To heal ceramics, crack-healing by chemical reaction (self-healing ability) has been studied, but a high-temperature treatment of 1,000℃ or higher was necessary to cause a chemical reaction and/or a diffusion reaction, so called re-sintering.
Moreover, because crack-repairing methods using resin adhesive (e.g. epoxy resin) or ceramic cement had a limit in adhesion between ceramics and resin or ceramic cement, it was difficult to fully recover the fracture strength to its original level.
In this study, the researchers achieved high electrical conductivity by homogeneously dispersing Ti, demonstrating room-temperature crack-healing in Al2O3/Ti composites by anodization without heat treatment and full recovery of fracture strength to its original level for the first time in the world.
In experiments using composites whose fracture strength lowered due to introduced cracks (graph in Figure 1), they demonstrated:
- The fracture strength was recovered to its original level through anodization, and
- The recovery was due to an titanium oxides formed on the surface of dispersed titanium by anodic oxidation, which bridged cracked-surfaces and filled the crack, reducing stress concentration on the crack tip.

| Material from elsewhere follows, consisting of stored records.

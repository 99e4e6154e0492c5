//! Alert evaluation for a single telemetry sample.
//!
//! [`AlertEngine::evaluate`] runs two independent checks against one
//! [`PositionEvent`]:
//!
//! - **speed**: reported speed strictly above the bus maximum;
//! - **geofence**: position outside every active zone.
//!
//! The geofence check only runs when at least one zone is active. With no
//! active zones geofencing is considered unconfigured, so no "outside all
//! zones" alert is raised. Malformed position coordinates abort the geofence
//! check alone; the speed check is unaffected.
//!
//! Evaluation is stateless. Consecutive violating samples each raise a new
//! alert; suppression, if wanted, belongs to whoever persists the alerts.

use chrono::{DateTime, Utc};
use serde::{Deserialize, Serialize};
use tracing::debug;

use crate::model::{BusId, BusLimit, PositionEvent, PositionId};
use crate::speed::exceeds_limit;
use crate::zones::{active_zones, is_inside_any_zone, GeofenceZone};

/// Message attached to every geofence alert.
pub const GEOFENCE_MESSAGE: &str = "Bus outside authorized zones";

/// Category of an alert.
#[derive(Debug, Clone, Copy, PartialEq, Eq, Hash, Serialize, Deserialize)]
#[serde(rename_all = "lowercase")]
pub enum AlertKind {
    Speed,
    Geofence,
}

impl AlertKind {
    pub fn as_str(&self) -> &'static str {
        match self {
            AlertKind::Speed => "speed",
            AlertKind::Geofence => "geofence",
        }
    }
}

impl std::fmt::Display for AlertKind {
    fn fmt(&self, f: &mut std::fmt::Formatter<'_>) -> std::fmt::Result {
        f.write_str(self.as_str())
    }
}

/// An alert raised for one position sample.
#[derive(Debug, Clone, PartialEq, Serialize, Deserialize)]
pub struct Alert {
    pub bus_id: BusId,
    pub position_id: PositionId,
    pub alert_type: AlertKind,
    pub message: String,
    #[serde(default)]
    pub is_resolved: bool,
    pub created_at: DateTime<Utc>,
}

impl Alert {
    fn new(
        position: &PositionEvent,
        alert_type: AlertKind,
        message: String,
        now: DateTime<Utc>,
    ) -> Self {
        Self {
            bus_id: position.bus_id,
            position_id: position.id,
            alert_type,
            message,
            is_resolved: false,
            created_at: now,
        }
    }

    /// Mark the alert resolved. Resolving twice is a no-op.
    pub fn resolve(&mut self) {
        self.is_resolved = true;
    }
}

/// Stateless evaluator turning one position into zero, one, or two alerts.
#[derive(Debug, Clone, Copy, Default)]
pub struct AlertEngine;

impl AlertEngine {
    pub fn new() -> Self {
        Self
    }

    /// Evaluate a position, stamping alerts with the current time.
    pub fn evaluate(
        &self,
        position: &PositionEvent,
        bus: &BusLimit,
        zones: &[GeofenceZone],
    ) -> Vec<Alert> {
        self.evaluate_at(position, bus, zones, Utc::now())
    }

    /// Evaluate a position with an explicit creation timestamp.
    ///
    /// `zones` may contain inactive zones; only the active subset is used.
    /// At most one speed alert and one geofence alert are returned, speed first.
    pub fn evaluate_at(
        &self,
        position: &PositionEvent,
        bus: &BusLimit,
        zones: &[GeofenceZone],
        now: DateTime<Utc>,
    ) -> Vec<Alert> {
        let mut alerts = Vec::with_capacity(2);

        if exceeds_limit(position.speed_kmh.as_ref(), bus.max_speed_kmh.as_ref()) {
            let speed = position
                .speed_kmh
                .as_ref()
                .map(ToString::to_string)
                .unwrap_or_default();
            let max = bus
                .max_speed_kmh
                .as_ref()
                .map(ToString::to_string)
                .unwrap_or_default();
            alerts.push(Alert::new(
                position,
                AlertKind::Speed,
                format!("Speed {speed} km/h exceeds limit {max} km/h"),
                now,
            ));
        }

        if let Some(alert) = self.check_geofence(position, zones, now) {
            alerts.push(alert);
        }

        alerts
    }

    fn check_geofence(
        &self,
        position: &PositionEvent,
        zones: &[GeofenceZone],
        now: DateTime<Utc>,
    ) -> Option<Alert> {
        let mut active = active_zones(zones).peekable();
        active.peek()?;

        let Some(point) = position.coordinates() else {
            debug!(
                bus_id = position.bus_id,
                position_id = position.id,
                latitude = %position.latitude,
                longitude = %position.longitude,
                "malformed coordinates, skipping geofence check"
            );
            return None;
        };

        if is_inside_any_zone(point.lat, point.lon, active) {
            return None;
        }

        Some(Alert::new(
            position,
            AlertKind::Geofence,
            GEOFENCE_MESSAGE.to_string(),
            now,
        ))
    }
}
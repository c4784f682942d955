use chrono::{DateTime, Utc};
use serde::{Deserialize, Serialize};

/// One timestamped price observation for a card.
///
/// Ticks are append-only and stored in arrival order, which is not
/// necessarily timestamp order — every consumer deriving "latest",
/// "oldest", "min" or "max" must sort first.
#[derive(Debug, Clone, PartialEq, Serialize, Deserialize)]
pub struct PriceTick {
    pub id: u32,
    pub card_id: u32,
    pub price: f64,
    pub timestamp: DateTime<Utc>,

    /// Where the observation came from (e.g., "tcgplayer", "price update").
    pub source: Option<String>,

    /// Absolute delta vs. the previous tick, if known at insert time.
    /// Appending a tick never recomputes the deltas of sibling ticks.
    pub market_change: Option<f64>,

    /// Relative delta vs. the previous tick, in percent.
    pub percent_change: Option<f64>,
}

impl PriceTick {
    /// Absolute change, reading a missing delta as 0.
    pub fn market_change_or_zero(&self) -> f64 {
        self.market_change.unwrap_or(0.0)
    }

    /// Percent change, reading a missing delta as 0.
    pub fn percent_change_or_zero(&self) -> f64 {
        self.percent_change.unwrap_or(0.0)
    }
}

/// Payload for appending a tick; the store assigns the id and defaults a
/// missing timestamp to "now".
#[derive(Debug, Clone, Serialize, Deserialize)]
pub struct NewPriceTick {
    pub card_id: u32,
    pub price: f64,
    #[serde(default)]
    pub timestamp: Option<DateTime<Utc>>,
    #[serde(default)]
    pub source: Option<String>,
    #[serde(default)]
    pub market_change: Option<f64>,
    #[serde(default)]
    pub percent_change: Option<f64>,
}
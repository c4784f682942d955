use async_trait::async_trait;

use super::traits::{CardSource, SourceCard};
use crate::errors::CoreError;

/// Synthetic card source backed by a fixed record set.
///
/// Stands in for franchises without a freely usable upstream API: the
/// "tcg" category gets a small Magic: The Gathering set and "topps" gets
/// vintage baseball cards. Records carry realistic prices so the
/// backfill/refresh pipeline behaves like it does for live sources.
pub struct SampleSource {
    name: &'static str,
    category_code: &'static str,
    cards: Vec<SourceCard>,
}

impl SampleSource {
    /// Sample Magic: The Gathering cards for the "tcg" category.
    pub fn mtg() -> Self {
        Self {
            name: "simulated data",
            category_code: "tcg",
            cards: vec![
                sample_card(
                    "Black Lotus",
                    "Alpha",
                    "Mythic Rare",
                    "001",
                    "https://gatherer.wizards.com/Handlers/Image.ashx?multiverseid=382866&type=card",
                    "Artifact",
                    "Tap, Sacrifice Black Lotus: Add three mana of any one color.",
                    45_500.0,
                ),
                sample_card(
                    "Force of Will",
                    "Alliances",
                    "Rare",
                    "105",
                    "https://gatherer.wizards.com/Handlers/Image.ashx?multiverseid=413591&type=card",
                    "Instant",
                    "You may pay 1 life and exile a blue card from your hand rather than pay this spell's mana cost.",
                    498.30,
                ),
            ],
        }
    }

    /// Sample vintage baseball cards for the "topps" category.
    pub fn topps() -> Self {
        Self {
            name: "simulated data",
            category_code: "topps",
            cards: vec![
                sample_card(
                    "Mickey Mantle",
                    "1952 Topps",
                    "Rare",
                    "#311",
                    "https://example.com/mickey-mantle.jpg",
                    "Baseball",
                    "New York Yankees centerfielder, Hall of Fame member",
                    5_820.0,
                ),
                sample_card(
                    "Babe Ruth",
                    "1933 Goudey",
                    "Rare",
                    "#53",
                    "https://example.com/babe-ruth.jpg",
                    "Baseball",
                    "New York Yankees outfielder and pitcher, Hall of Fame member",
                    3_250.0,
                ),
            ],
        }
    }

    /// Build a source from arbitrary records (used by tests).
    pub fn with_cards(
        name: &'static str,
        category_code: &'static str,
        cards: Vec<SourceCard>,
    ) -> Self {
        Self {
            name,
            category_code,
            cards,
        }
    }
}

fn sample_card(
    name: &str,
    set_name: &str,
    rarity_name: &str,
    card_number: &str,
    image_url: &str,
    card_type: &str,
    description: &str,
    price: f64,
) -> SourceCard {
    SourceCard {
        name: name.to_string(),
        set_name: Some(set_name.to_string()),
        rarity_name: Some(rarity_name.to_string()),
        card_number: Some(card_number.to_string()),
        image_url: Some(image_url.to_string()),
        card_type: Some(card_type.to_string()),
        release_date: None,
        description: Some(description.to_string()),
        illustrator: None,
        attributes: None,
        price: Some(price),
    }
}

#[async_trait]
impl CardSource for SampleSource {
    fn name(&self) -> &str {
        self.name
    }

    fn category_code(&self) -> &str {
        self.category_code
    }

    async fn fetch_cards(&self) -> Result<Vec<SourceCard>, CoreError> {
        Ok(self.cards.clone())
    }
}
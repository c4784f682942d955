use async_trait::async_trait;
use chrono::NaiveDate;

use crate::errors::CoreError;
use crate::models::card::{CardAttributes, NewCard};

/// One fetched upstream record, normalized to the store's card shape.
///
/// `price` is the best available upstream price after the source-specific
/// fallback chain; `None` means the source had no usable price for this
/// card and no history will be synthesized.
#[derive(Debug, Clone)]
pub struct SourceCard {
    pub name: String,
    pub set_name: Option<String>,
    pub rarity_name: Option<String>,
    pub card_number: Option<String>,
    pub image_url: Option<String>,
    pub card_type: Option<String>,
    pub release_date: Option<NaiveDate>,
    pub description: Option<String>,
    pub illustrator: Option<String>,
    pub attributes: Option<CardAttributes>,
    pub price: Option<f64>,
}

impl SourceCard {
    /// Convert into a store insert payload for the given category.
    pub fn into_new_card(self, category_id: u32) -> NewCard {
        NewCard {
            name: self.name,
            category_id,
            set_name: self.set_name,
            rarity_name: self.rarity_name,
            card_number: self.card_number,
            image_url: self.image_url,
            card_type: self.card_type,
            release_date: self.release_date,
            description: self.description,
            illustrator: self.illustrator,
            attributes: self.attributes,
        }
    }
}

/// Trait abstraction for all card ingestion sources.
///
/// Each upstream feed (Pokémon TCG API, YGOPRODeck, synthetic sample
/// sets) implements this trait. If an API stops working or changes, only
/// that one implementation is replaced — the ingestion pipeline is
/// untouched.
#[async_trait]
pub trait CardSource: Send + Sync {
    /// Human-readable name of this source (used as the price tick's
    /// source tag and in logs/errors).
    fn name(&self) -> &str;

    /// Code of the category this source populates (e.g., "pokemon").
    fn category_code(&self) -> &str;

    /// Fetch one batch of upstream records.
    async fn fetch_cards(&self) -> Result<Vec<SourceCard>, CoreError>;
}
pub mod registry;
pub mod traits;

// Card source implementations
pub mod pokemon_tcg;
pub mod samples;
pub mod ygoprodeck;
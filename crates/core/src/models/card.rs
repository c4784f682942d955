use chrono::NaiveDate;
use serde::{Deserialize, Serialize};

/// Franchise-specific card attributes.
///
/// The upstream APIs expose these as loose key/value blobs; modelling them
/// as a tagged enum keeps each franchise's fields typed.
#[derive(Debug, Clone, PartialEq, Serialize, Deserialize)]
#[serde(tag = "franchise", rename_all = "snake_case")]
pub enum CardAttributes {
    Pokemon {
        hp: Option<String>,
        #[serde(default)]
        subtypes: Vec<String>,
        evolves_from: Option<String>,
    },
    Yugioh {
        attack: Option<i32>,
        defense: Option<i32>,
        level: Option<u8>,
        attribute: Option<String>,
        race: Option<String>,
    },
}

/// A single collectible card.
///
/// `category_id` references a `CardCategory` by convention only — the store
/// does not validate it at insert; a dangling reference surfaces later as a
/// lookup failure.
#[derive(Debug, Clone, PartialEq, Serialize, Deserialize)]
pub struct Card {
    pub id: u32,
    pub name: String,
    pub category_id: u32,
    pub set_name: Option<String>,
    pub rarity_name: Option<String>,
    pub card_number: Option<String>,
    pub image_url: Option<String>,
    pub card_type: Option<String>,
    pub release_date: Option<NaiveDate>,
    pub description: Option<String>,
    pub illustrator: Option<String>,
    #[serde(default)]
    pub attributes: Option<CardAttributes>,
}

/// Payload for creating a card; the store assigns the id and defaults
/// absent optional fields to `None`.
#[derive(Debug, Clone, Default, Serialize, Deserialize)]
pub struct NewCard {
    pub name: String,
    pub category_id: u32,
    #[serde(default)]
    pub set_name: Option<String>,
    #[serde(default)]
    pub rarity_name: Option<String>,
    #[serde(default)]
    pub card_number: Option<String>,
    #[serde(default)]
    pub image_url: Option<String>,
    #[serde(default)]
    pub card_type: Option<String>,
    #[serde(default)]
    pub release_date: Option<NaiveDate>,
    #[serde(default)]
    pub description: Option<String>,
    #[serde(default)]
    pub illustrator: Option<String>,
    #[serde(default)]
    pub attributes: Option<CardAttributes>,
}

/// Partial update for an existing card. `None` fields are left untouched.
#[derive(Debug, Clone, Default, Serialize, Deserialize)]
pub struct CardPatch {
    pub name: Option<String>,
    pub set_name: Option<String>,
    pub rarity_name: Option<String>,
    pub card_number: Option<String>,
    pub image_url: Option<String>,
    pub description: Option<String>,
}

Senior author Tohru Sekino says, “The results of our study can also be applied to ceramic-based composite systems other than Al2O3/Ti composites as a new crack-healing method for ceramics, and a technique for ensuring the reliability of the ceramics themselves. Al2O3/Ti composites will be developed into multitasking materials that allow for multiple functions and applications according to their purpose and use.”